── RECORDS TO PROCESS
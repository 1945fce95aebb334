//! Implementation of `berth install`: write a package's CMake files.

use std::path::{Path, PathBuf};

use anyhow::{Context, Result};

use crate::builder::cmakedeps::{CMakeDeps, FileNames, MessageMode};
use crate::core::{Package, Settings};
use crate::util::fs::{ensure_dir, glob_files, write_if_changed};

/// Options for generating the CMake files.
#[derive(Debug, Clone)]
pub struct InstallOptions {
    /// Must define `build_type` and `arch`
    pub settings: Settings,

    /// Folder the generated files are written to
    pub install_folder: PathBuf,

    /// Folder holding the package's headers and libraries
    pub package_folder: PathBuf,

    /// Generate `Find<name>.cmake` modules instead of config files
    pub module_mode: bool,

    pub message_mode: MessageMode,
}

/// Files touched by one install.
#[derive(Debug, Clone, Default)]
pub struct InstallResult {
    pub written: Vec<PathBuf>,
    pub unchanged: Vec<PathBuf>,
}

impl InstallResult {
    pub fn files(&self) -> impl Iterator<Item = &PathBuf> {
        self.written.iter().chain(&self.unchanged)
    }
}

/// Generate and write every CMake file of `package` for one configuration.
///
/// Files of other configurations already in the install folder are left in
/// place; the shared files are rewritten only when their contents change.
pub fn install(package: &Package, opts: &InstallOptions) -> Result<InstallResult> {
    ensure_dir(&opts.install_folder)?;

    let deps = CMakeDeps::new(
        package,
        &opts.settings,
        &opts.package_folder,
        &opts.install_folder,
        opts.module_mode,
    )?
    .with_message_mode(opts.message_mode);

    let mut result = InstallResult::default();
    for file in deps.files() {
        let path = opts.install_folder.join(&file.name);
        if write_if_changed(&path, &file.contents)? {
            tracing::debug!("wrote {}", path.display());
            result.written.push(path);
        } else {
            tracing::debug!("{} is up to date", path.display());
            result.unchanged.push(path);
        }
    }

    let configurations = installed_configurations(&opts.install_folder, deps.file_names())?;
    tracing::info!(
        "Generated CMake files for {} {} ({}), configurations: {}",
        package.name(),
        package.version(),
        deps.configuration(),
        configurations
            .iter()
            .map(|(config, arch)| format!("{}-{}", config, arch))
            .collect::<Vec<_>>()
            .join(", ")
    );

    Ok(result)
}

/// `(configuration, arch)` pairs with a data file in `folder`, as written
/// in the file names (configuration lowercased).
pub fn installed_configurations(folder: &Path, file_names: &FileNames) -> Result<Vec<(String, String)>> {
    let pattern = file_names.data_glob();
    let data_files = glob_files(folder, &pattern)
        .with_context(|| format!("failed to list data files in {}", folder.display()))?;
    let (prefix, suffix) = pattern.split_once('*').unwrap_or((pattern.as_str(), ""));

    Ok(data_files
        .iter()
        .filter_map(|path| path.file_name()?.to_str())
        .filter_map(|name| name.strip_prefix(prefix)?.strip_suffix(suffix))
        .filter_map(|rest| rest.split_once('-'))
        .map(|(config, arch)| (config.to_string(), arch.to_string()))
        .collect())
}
────
● **ASSIGNMENT**:
Throughout the material above, find each line with "push" and return it.

● **SOLVED EXERCISE**:
            result.written.push(path);
            result.unchanged.push(path);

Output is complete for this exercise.